**YOUR INSTRUCTIONS**: In the entries that follow, find the line containing "the CLI binary."; from there, copy every line exactly through the line containing "use ibridges_session::session::CredentialStore;".

**Items from a dataset**:
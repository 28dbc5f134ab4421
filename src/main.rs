//! ibridges - iRODS environment and credential tool
//!
//! Entry point for the CLI binary.

use std::io::{BufRead, IsTerminal, Write};
use std::path::PathBuf;
use std::sync::Mutex;

use anyhow::{Context, Result};
use clap::{Parser, Subcommand};
use tracing::{debug, info};
use tracing_subscriber::{fmt, layer::SubscriberExt, util::SubscriberInitExt};
use zeroize::Zeroizing;

use ibridges_session::config::Config;
use ibridges_session::environment;
use ibridges_session::session::authenticate::PASSWORD_PROMPT;
use ibridges_session::session::CredentialStore;
use ibridges_session::utils::format_user_error;

/// Command-line arguments for ibridges
#[derive(Parser, Debug)]
#[command(name = "ibridges")]
#[command(version, about = "iRODS environment and credential tool", long_about = None)]
pub struct Args {
    /// Configuration file path
    #[arg(short, long, env = "IBRIDGES_CONFIG")]
    pub config: Option<PathBuf>,

    /// iRODS environment document
    #[arg(short, long, env = "IRODS_ENVIRONMENT_FILE", global = true)]
    pub env: Option<PathBuf>,

    /// Auth file (.irodsA) location
    #[arg(long, env = "IRODS_AUTHENTICATION_FILE", global = true)]
    pub auth_file: Option<PathBuf>,

    /// Verbose logging (can be specified multiple times)
    #[arg(short, long, action = clap::ArgAction::Count, global = true)]
    pub verbose: u8,

    /// Log format (json|pretty|compact)
    #[arg(long, global = true)]
    pub log_format: Option<String>,

    /// Write logs to file (in addition to stderr)
    #[arg(long, global = true)]
    pub log_file: Option<PathBuf>,

    #[command(subcommand)]
    pub command: Command,
}

/// Top-level commands
#[derive(Subcommand, Debug)]
pub enum Command {
    /// Inspect the iRODS environment
    Env {
        #[command(subcommand)]
        action: EnvCommand,
    },
    /// Manage the cached credential
    Auth {
        #[command(subcommand)]
        action: AuthCommand,
    },
}

/// `env` subcommands
#[derive(Subcommand, Debug)]
pub enum EnvCommand {
    /// Load, validate and print the environment
    Show,
}

/// `auth` subcommands
#[derive(Subcommand, Debug)]
pub enum AuthCommand {
    /// Report whether a usable cached credential exists
    Status,
    /// Read a password from stdin and cache it in obfuscated form
    Store,
    /// Remove the cached credential
    Clear,
}

fn main() -> Result<()> {
    let args = Args::parse();

    let config = load_config(&args)?.with_overrides(
        args.env.clone(),
        args.auth_file.clone(),
        args.log_format.clone(),
    );
    config.validate()?;

    init_logging(&args, &config)?;

    debug!(
        "ibridges v{} (built {}, commit {})",
        env!("CARGO_PKG_VERSION"),
        env!("BUILD_DATE"),
        env!("GIT_HASH")
    );
    debug!("Config: {:?}", config);

    if let Err(e) = run(&args.command, &config) {
        eprintln!("{}", format_user_error(&e));
        return Err(e);
    }

    Ok(())
}

fn load_config(args: &Args) -> Result<Config> {
    let path = match &args.config {
        Some(path) => path.clone(),
        None => match dirs::config_dir() {
            Some(dir) => dir.join("ibridges").join("config.toml"),
            None => return Ok(Config::default_config()),
        },
    };

    if args.config.is_none() && !path.exists() {
        return Ok(Config::default_config());
    }

    Config::load(&path)
}

fn run(command: &Command, config: &Config) -> Result<()> {
    match command {
        Command::Env {
            action: EnvCommand::Show,
        } => show_environment(config),
        Command::Auth { action } => {
            let store = credential_store(config);
            match action {
                AuthCommand::Status => auth_status(&store),
                AuthCommand::Store => auth_store(&store),
                AuthCommand::Clear => auth_clear(&store),
            }
        }
    }
}

fn credential_store(config: &Config) -> CredentialStore {
    match &config.irods.auth_file {
        Some(path) => CredentialStore::new(path),
        None => CredentialStore::at_default_location(Some(config.irods.environment_file.as_path())),
    }
}

fn show_environment(config: &Config) -> Result<()> {
    let loaded = environment::load(None, Some(config.irods.environment_file.as_path()))
        .context("Failed to load iRODS environment")?;
    let env = &loaded.environment;
    let field = |value: Option<&str>| value.unwrap_or("-").to_string();

    println!("Environment file: {}", config.irods.environment_file.display());
    println!("  host:              {}", field(env.irods_host.as_deref()));
    println!(
        "  port:              {}",
        env.irods_port.map_or_else(|| "-".to_string(), |p| p.to_string())
    );
    println!("  zone:              {}", field(env.irods_zone_name.as_deref()));
    println!("  user:              {}", field(env.irods_user_name.as_deref()));

    let home = match (&config.irods.irods_home, &env.irods_home) {
        (Some(home), _) => format!("{} (config override)", home),
        (None, Some(home)) => home.clone(),
        (None, None) => match env.derived_home() {
            Some(home) => format!("{} (derived)", home),
            None => "-".to_string(),
        },
    };
    println!("  home:              {}", home);
    println!(
        "  default resource:  {}",
        field(env.irods_default_resource.as_deref())
    );
    println!(
        "  auth scheme:       {}",
        field(env.irods_authentication_scheme.as_deref())
    );
    println!(
        "  negotiation:       {}",
        field(env.irods_client_server_policy.as_deref())
    );
    println!("  other keys:        {}", env.extra.len());

    Ok(())
}

fn auth_status(store: &CredentialStore) -> Result<()> {
    println!("Auth file: {}", store.path().display());
    match store.read() {
        Ok(Some(_)) => println!("  status: present, decodes"),
        Ok(None) => println!("  status: absent"),
        Err(e) => println!("  status: present but unusable ({})", e),
    }
    Ok(())
}

fn auth_store(store: &CredentialStore) -> Result<()> {
    let stdin = std::io::stdin();
    if stdin.is_terminal() {
        eprint!("{}", PASSWORD_PROMPT);
        std::io::stderr().flush().ok();
    }

    let mut line = Zeroizing::new(String::new());
    stdin
        .lock()
        .read_line(&mut line)
        .context("Failed to read password from stdin")?;

    let password = line.trim_end_matches(['\n', '\r']);
    if password.is_empty() {
        anyhow::bail!("No password given on stdin");
    }

    store
        .write(password)
        .context("Failed to write cached credential")?;
    println!("Cached credential written to {}", store.path().display());
    Ok(())
}

fn auth_clear(store: &CredentialStore) -> Result<()> {
    if store.clear().context("Failed to remove cached credential")? {
        println!("Removed {}", store.path().display());
    } else {
        println!("No cached credential at {}", store.path().display());
    }
    Ok(())
}

fn init_logging(args: &Args, config: &Config) -> Result<()> {
    let log_level = match args.verbose {
        0 => config.logging.level.as_str(),
        1 => "info",
        2 => "debug",
        _ => "trace",
    };

    let env_filter = tracing_subscriber::EnvFilter::try_from_default_env().unwrap_or_else(|_| {
        tracing_subscriber::EnvFilter::new(format!(
            "ibridges={level},ibridges_session={level},warn",
            level = log_level
        ))
    });

    let log_file = args
        .log_file
        .clone()
        .or_else(|| config.logging.log_dir.as_ref().map(|dir| dir.join("ibridges.log")));
    let file = log_file
        .as_ref()
        .map(std::fs::File::create)
        .transpose()
        .context("Failed to create log file")?
        .map(Mutex::new);

    match config.logging.format.as_str() {
        "json" => {
            tracing_subscriber::registry()
                .with(env_filter)
                .with(fmt::layer().json().with_writer(std::io::stderr))
                .with(file.map(|f| fmt::layer().json().with_writer(f).with_ansi(false)))
                .init();
        }
        "compact" => {
            tracing_subscriber::registry()
                .with(env_filter)
                .with(fmt::layer().compact().with_writer(std::io::stderr))
                .with(file.map(|f| fmt::layer().compact().with_writer(f).with_ansi(false)))
                .init();
        }
        _ => {
            tracing_subscriber::registry()
                .with(env_filter)
                .with(fmt::layer().pretty().with_writer(std::io::stderr))
                .with(file.map(|f| fmt::layer().with_writer(f).with_ansi(false)))
                .init();
        }
    }

    if let Some(path) = log_file {
        info!("Logging to file: {}", path.display());
    }

    Ok(())
}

**REPLY**:
//! Entry point for the CLI binary.

use std::io::{BufRead, IsTerminal, Write};
use std::path::PathBuf;
use std::sync::Mutex;

use anyhow::{Context, Result};
use clap::{Parser, Subcommand};
use tracing::{debug, info};
use tracing_subscriber::{fmt, layer::SubscriberExt, util::SubscriberInitExt};
use zeroize::Zeroizing;

use ibridges_session::config::Config;
use ibridges_session::environment;
use ibridges_session::session::authenticate::PASSWORD_PROMPT;
use ibridges_session::session::CredentialStore;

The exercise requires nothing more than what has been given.